Si può allo stato attuale forse trovare una via di compromesso di carattere temporale. Dopo un primo periodo in cui le case farmaceutiche hanno recuperato i loro costi e già fatto importanti profitti, la totalità degli Stati (anche quelli ricchi) dovrebbe avere interesse ad azionare il Trips waiver o le stesse case farmaceutiche dovrebbero accettare di fornire con accordi di licenza a prezzi accessibili i vaccini ai Paesi più poveri.
Oxfam calcola che con i 6 miliardi di dollari che le maggiori case produttrici di vaccini hanno distribuito agli azionisti si potevano vaccinare 1,3 miliardi di persone.
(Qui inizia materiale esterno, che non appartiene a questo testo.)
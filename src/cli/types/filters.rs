//! Stat selectors shared by the CLI and the chart endpoints.

use serde::{Deserialize, Serialize};
use std::fmt;
use std::str::FromStr;

use crate::bdl::types::SeasonAverages;
use crate::error::DashError;

/// Statistic a leaderboard is ranked by.
#[derive(Debug, Clone, Copy, PartialEq, Eq, Default, clap::ValueEnum, Serialize, Deserialize)]
#[serde(rename_all = "snake_case")]
pub enum LeaderStat {
    /// Points per game
    #[default]
    Pts,
    /// Rebounds per game
    Reb,
    /// Assists per game
    Ast,
    /// Field goal percentage
    #[value(name = "fg_pct")]
    FgPct,
    /// Minutes per game (whole minutes)
    Min,
}

impl LeaderStat {
    pub const ALL: [LeaderStat; 5] = [
        LeaderStat::Pts,
        LeaderStat::Reb,
        LeaderStat::Ast,
        LeaderStat::FgPct,
        LeaderStat::Min,
    ];

    pub fn key(&self) -> &'static str {
        match self {
            LeaderStat::Pts => "pts",
            LeaderStat::Reb => "reb",
            LeaderStat::Ast => "ast",
            LeaderStat::FgPct => "fg_pct",
            LeaderStat::Min => "min",
        }
    }

    pub fn label(&self) -> &'static str {
        match self {
            LeaderStat::Pts => "Points",
            LeaderStat::Reb => "Rebounds",
            LeaderStat::Ast => "Assists",
            LeaderStat::FgPct => "Field Goal %",
            LeaderStat::Min => "Minutes",
        }
    }

    /// Sort key for `averages`. Minutes compare on the whole-minute part only.
    pub fn value(&self, averages: &SeasonAverages) -> f64 {
        match self {
            LeaderStat::Pts => averages.pts,
            LeaderStat::Reb => averages.reb,
            LeaderStat::Ast => averages.ast,
            LeaderStat::FgPct => averages.fg_pct,
            LeaderStat::Min => f64::from(averages.minutes()),
        }
    }

    /// Display form used in leaderboard tables.
    pub fn format(&self, averages: &SeasonAverages) -> String {
        match self {
            LeaderStat::FgPct => format!("{:.1}%", averages.fg_pct * 100.0),
            LeaderStat::Min => averages.min.clone(),
            _ => format!("{:.1}", self.value(averages)),
        }
    }
}

impl fmt::Display for LeaderStat {
    fn fmt(&self, f: &mut fmt::Formatter<'_>) -> fmt::Result {
        write!(f, "{}", self.key())
    }
}

impl FromStr for LeaderStat {
    type Err = DashError;

    fn from_str(s: &str) -> Result<Self, Self::Err> {
        let key = s.trim().to_ascii_lowercase();
        LeaderStat::ALL
            .into_iter()
            .find(|stat| stat.key() == key)
            .ok_or_else(|| DashError::InvalidParam {
                name: "stat",
                value: s.to_string(),
            })
    }
}
//! Runtime configuration read from the environment.

use std::net::SocketAddr;

use crate::bdl::BDL_BASE_URL;
use crate::error::{DashError, Result};
use crate::{API_KEY_ENV_VAR, BASE_URL_ENV_VAR, BIND_ENV_VAR, CACHE_CAPACITY_ENV_VAR, MOCK_SEED_ENV_VAR};

pub const DEFAULT_BIND: &str = "127.0.0.1:3000";
pub const DEFAULT_CACHE_CAPACITY: usize = 256;

#[derive(Debug, Clone, PartialEq)]
pub struct Config {
    /// Sent verbatim as the `Authorization` header; empty means anonymous
    pub api_key: String,
    pub base_url: String,
    pub bind: SocketAddr,
    /// Fixes the synthetic data sequence when set
    pub mock_seed: Option<u64>,
    pub cache_capacity: usize,
}

impl Config {
    /// Load `.env` if present, then read the process environment.
    pub fn from_env() -> Result<Self> {
        let _ = dotenvy::dotenv();
        Self::from_lookup(|key| std::env::var(key).ok())
    }

    pub fn from_lookup<F>(lookup: F) -> Result<Self>
    where
        F: Fn(&str) -> Option<String>,
    {
        let read = |key: &str| lookup(key).map(|v| v.trim().to_string()).filter(|v| !v.is_empty());

        let bind = read(BIND_ENV_VAR).unwrap_or_else(|| DEFAULT_BIND.to_string());
        let bind = bind.parse::<SocketAddr>().map_err(|_| DashError::Config {
            key: BIND_ENV_VAR.to_string(),
            message: format!("expected a socket address, got {bind:?}"),
        })?;

        let mock_seed = read(MOCK_SEED_ENV_VAR)
            .map(|raw| {
                raw.parse::<u64>().map_err(|_| DashError::Config {
                    key: MOCK_SEED_ENV_VAR.to_string(),
                    message: format!("expected an unsigned integer, got {raw:?}"),
                })
            })
            .transpose()?;

        let cache_capacity = match read(CACHE_CAPACITY_ENV_VAR) {
            Some(raw) => raw.parse::<usize>().map_err(|_| DashError::Config {
                key: CACHE_CAPACITY_ENV_VAR.to_string(),
                message: format!("expected an unsigned integer, got {raw:?}"),
            })?,
            None => DEFAULT_CACHE_CAPACITY,
        };

        Ok(Self {
            api_key: read(API_KEY_ENV_VAR).unwrap_or_default(),
            base_url: read(BASE_URL_ENV_VAR).unwrap_or_else(|| BDL_BASE_URL.to_string()),
            bind,
            mock_seed,
            cache_capacity,
        })
    }
}

impl Default for Config {
    fn default() -> Self {
        Self {
            api_key: String::new(),
            base_url: BDL_BASE_URL.to_string(),
            bind: SocketAddr::from(([127, 0, 0, 1], 3000)),
            mock_seed: None,
            cache_capacity: DEFAULT_CACHE_CAPACITY,
        }
    }
}
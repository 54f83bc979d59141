//! Team list and team dashboard commands

use crate::bdl::http::StatsProvider;
use crate::bdl::types::{Team, TeamData, TeamStanding};
use crate::cli::types::{LeaderStat, Season, TeamId};
use crate::dashboard::leaderboard;
use crate::service::StatsService;
use crate::Result;

use super::render;

/// Handle `get teams`
pub async fn handle_teams<P: StatsProvider>(service: &StatsService<P>, as_json: bool) -> Result<String> {
    let teams = service.all_teams().await?;
    render(&teams[..], as_json, format_teams)
}

/// Handle `get team-stats`
pub async fn handle_team_stats<P: StatsProvider>(
    service: &StatsService<P>,
    team_id: TeamId,
    season: Season,
    stat: LeaderStat,
    as_json: bool,
) -> Result<String> {
    let data = service.team_overview(team_id, season).await?;
    render(&data, as_json, |data| format_team_overview(data, season, stat))
}

pub fn format_teams(teams: &[Team]) -> String {
    let mut lines = vec![format!(
        "{:>3}  {:<4} {:<26} {:<5} {}",
        "ID", "ABBR", "TEAM", "CONF", "DIVISION"
    )];
    lines.extend(teams.iter().map(|t| {
        format!(
            "{:>3}  {:<4} {:<26} {:<5} {}",
            t.id.as_u32(),
            t.abbreviation,
            t.full_name,
            t.conference,
            t.division
        )
    }));
    lines.join("\n")
}

pub fn format_standing(standing: &TeamStanding) -> String {
    format!(
        "{}-{}  home {}  road {}  conf {} (#{})  div {} (#{})",
        standing.wins,
        standing.losses,
        standing.home_record,
        standing.road_record,
        standing.conference_record,
        standing.conference_rank,
        standing.division_record,
        standing.division_rank,
    )
}

pub fn format_team_overview(data: &TeamData, season: Season, stat: LeaderStat) -> String {
    let mut lines = vec![format!("{} ({})", data.team.full_name, season.label())];
    match &data.team_standing {
        Some(standing) => lines.push(format_standing(standing)),
        None => lines.push("standing unavailable".to_string()),
    }

    lines.push(String::new());
    lines.push(format!("Top 5 by {}", stat.label()));
    for row in leaderboard(&data.players, stat) {
        lines.push(format!(
            "{:>2}. {:<24} {:<4} {:>7}",
            row.rank, row.name, row.position, row.display
        ));
    }

    lines.push(String::new());
    lines.push(format!(
        "{:<24} {:<4} {:>3} {:>6} {:>5} {:>5} {:>5} {:>6} {:>6}",
        "PLAYER", "POS", "GP", "MIN", "PTS", "REB", "AST", "FG%", "3P%"
    ));
    for player in &data.players {
        match &player.stats {
            Some(s) => lines.push(format!(
                "{:<24} {:<4} {:>3} {:>6} {:>5.1} {:>5.1} {:>5.1} {:>6.1} {:>6.1}",
                player.name,
                player.position,
                s.games_played,
                s.min,
                s.pts,
                s.reb,
                s.ast,
                s.fg_pct * 100.0,
                s.fg3_pct * 100.0,
            )),
            None => lines.push(format!("{:<24} {:<4} -", player.name, player.position)),
        }
    }
    lines.join("\n")
}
Il primo tempo dei profitti (distribuiti e no) necessari a recuperare costi (in parte sussidiati) e rischi è andato più che bene per i produttori di vaccini. Ora può e deve iniziare il secondo tempo della solidarietà.
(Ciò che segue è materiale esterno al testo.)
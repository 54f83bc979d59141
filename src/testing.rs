//! Shared fixtures for unit tests.

use async_trait::async_trait;
use std::sync::Mutex;

use crate::bdl::http::{GamesQuery, StatsProvider};
use crate::bdl::types::{Game, Meta, Page, Player, SeasonAverages, Team, TeamStanding};
use crate::cli::types::{GameId, PlayerId, Season, TeamId};
use crate::DashError;

pub fn team(id: u32, abbreviation: &str) -> Team {
    Team {
        id: TeamId::new(id),
        conference: "East".to_string(),
        division: "Southeast".to_string(),
        city: "Charlotte".to_string(),
        name: "Hornets".to_string(),
        full_name: "Charlotte Hornets".to_string(),
        abbreviation: abbreviation.to_string(),
    }
}

pub fn player(id: u64, first: &str, last: &str, position: &str) -> Player {
    Player {
        id: PlayerId::new(id),
        first_name: first.to_string(),
        last_name: last.to_string(),
        position: position.to_string(),
        height: Some("6-7".to_string()),
        weight: None,
        jersey_number: Some("1".to_string()),
        team: team(4, "CHA"),
    }
}

pub fn game(id: u64, status: &str) -> Game {
    Game {
        id: GameId::new(id),
        date: "2024-03-01".to_string(),
        season: Season::new(2023),
        status: status.to_string(),
        period: 4,
        time: None,
        postseason: false,
        home_team_score: 110,
        visitor_team_score: 104,
        home_team: team(4, "CHA"),
        visitor_team: team(1, "ATL"),
    }
}

/// Canned provider; `broken` makes every call fail.
#[derive(Default)]
pub struct CannedProvider {
    pub broken: bool,
    pub last_games_query: Mutex<Option<GamesQuery>>,
}

impl CannedProvider {
    pub fn broken() -> Self {
        Self {
            broken: true,
            ..Self::default()
        }
    }

    fn check(&self) -> crate::Result<()> {
        if self.broken {
            Err(DashError::NoData)
        } else {
            Ok(())
        }
    }
}

#[async_trait]
impl StatsProvider for CannedProvider {
    async fn teams(&self) -> crate::Result<Vec<Team>> {
        self.check()?;
        Ok(vec![team(1, "ATL"), team(4, "CHA")])
    }

    async fn team(&self, team_id: TeamId) -> crate::Result<Team> {
        self.check()?;
        Ok(team(team_id.as_u32(), "CHA"))
    }

    async fn player(&self, player_id: PlayerId) -> crate::Result<Player> {
        self.check()?;
        Ok(player(player_id.as_u64(), "LaMelo", "Ball", "G"))
    }

    async fn team_players(&self, _team_id: TeamId) -> crate::Result<Vec<Player>> {
        self.check()?;
        Ok(vec![
            player(1, "LaMelo", "Ball", "G"),
            player(2, "Miles", "Bridges", "F"),
            player(3, "Mark", "Williams", "C"),
        ])
    }

    async fn season_averages(&self, _: PlayerId, _: Season) -> crate::Result<Vec<SeasonAverages>> {
        // Free tier behaviour
        Err(DashError::NoData)
    }

    async fn games(&self, query: &GamesQuery) -> crate::Result<Page<Game>> {
        self.check()?;
        *self.last_games_query.lock().unwrap() = Some(query.clone());
        Ok(Page {
            data: vec![game(10, "Final"), game(11, "7:00 pm ET"), game(12, "Final/OT")],
            meta: Meta {
                next_cursor: Some(12),
                per_page: query.per_page,
            },
        })
    }

    async fn game(&self, game_id: GameId) -> crate::Result<Game> {
        self.check()?;
        Ok(game(game_id.as_u64(), "Final"))
    }

    async fn standings(&self, _: Season) -> crate::Result<Vec<TeamStanding>> {
        Err(DashError::NoData)
    }
}
//! balldontlie NBA API: record types and HTTP client.

pub mod http;
pub mod types;

pub use http::{BdlClient, GamesQuery, StatsProvider, BDL_BASE_URL};
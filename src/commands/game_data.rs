//! Game list and game detail commands

use serde::Serialize;

use crate::bdl::http::{GamesQuery, StatsProvider};
use crate::bdl::types::{Game, Meta};
use crate::cli::types::GameId;
use crate::dashboard::filter_games_by_status;
use crate::service::StatsService;
use crate::Result;

use super::render;

#[derive(Debug, Serialize)]
pub struct GamesReport {
    pub data: Vec<Game>,
    pub meta: Meta,
}

/// Handle `get games`
pub async fn handle_games<P: StatsProvider>(
    service: &StatsService<P>,
    query: &GamesQuery,
    status: Option<&str>,
    as_json: bool,
) -> Result<String> {
    let page = service.games(query).await?;
    let data = match status {
        Some(status) => filter_games_by_status(page.data, status),
        None => page.data,
    };
    let report = GamesReport {
        data,
        meta: page.meta,
    };
    render(&report, as_json, format_games_report)
}

/// Handle `get game`
pub async fn handle_game<P: StatsProvider>(
    service: &StatsService<P>,
    game_id: GameId,
    as_json: bool,
) -> Result<String> {
    let game = service.game(game_id).await?;
    render(&game, as_json, format_game)
}

pub fn format_game(game: &Game) -> String {
    let date = game.date.get(..10).unwrap_or(&game.date);
    let tag = if game.postseason { " (playoffs)" } else { "" };
    format!(
        "{:>8}  {}  {:>3} {:>3} @ {:<3} {:>3}  {}{}",
        game.id.as_u64(),
        date,
        game.visitor_team.abbreviation,
        game.visitor_team_score,
        game.home_team.abbreviation,
        game.home_team_score,
        game.status,
        tag,
    )
}

pub fn format_games_report(report: &GamesReport) -> String {
    if report.data.is_empty() {
        return "No games found".to_string();
    }
    let mut lines: Vec<String> = report.data.iter().map(format_game).collect();
    if let Some(cursor) = report.meta.next_cursor {
        lines.push(format!("next page: --cursor {cursor}"));
    }
    lines.join("\n")
}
Quello che abbiamo sicuramente capito da questa esperienza è che probabilmente non è possibile sconfiggere un male pubblico globale come una pandemia con singoli Paesi che cercano di negoziare in ordine sparso le condizioni migliori per sé con le case farmaceutiche e che livelli maggiori di coordinamento e cooperazione rispetto a quanto osservato possono produrre risultati migliori. Dobbiamo batterci perché, nell’interesse di tutti, la sensibilità cresca e una di queste soluzioni venga adottate. Speriamo di non essere costretti a farlo sotto condizioni di nuova drammatica emergenza.